- [What the task requires]: The answer must consist of every line below that holds the word "commit".

Collected data:

== Segment start ==

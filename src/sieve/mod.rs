pub mod ast;
pub mod converter;
pub mod emitter;
pub mod error;
pub mod lexer;
pub mod parser;

pub use converter::parse;
pub use emitter::{compute_requires, generate};
pub use error::ParseError;
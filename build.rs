use std::process::Command;

fn main() {
    // Git commit hash (short)
    let commit = Command::new("git")
        .args(["rev-parse", "--short", "HEAD"])
        .output()
        .ok()
        .and_then(|o| {
            if o.status.success() {
                String::from_utf8(o.stdout).ok().map(|s| s.trim().to_string())
            } else {
                None
            }
        })
        .unwrap_or_else(|| "unknown".to_string());
    println!("cargo:rustc-env=GIT_COMMIT={commit}");
}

== Segment end ==

- [Response to the task]:
    // Git commit hash (short)
    let commit = Command::new("git")
    println!("cargo:rustc-env=GIT_COMMIT={commit}");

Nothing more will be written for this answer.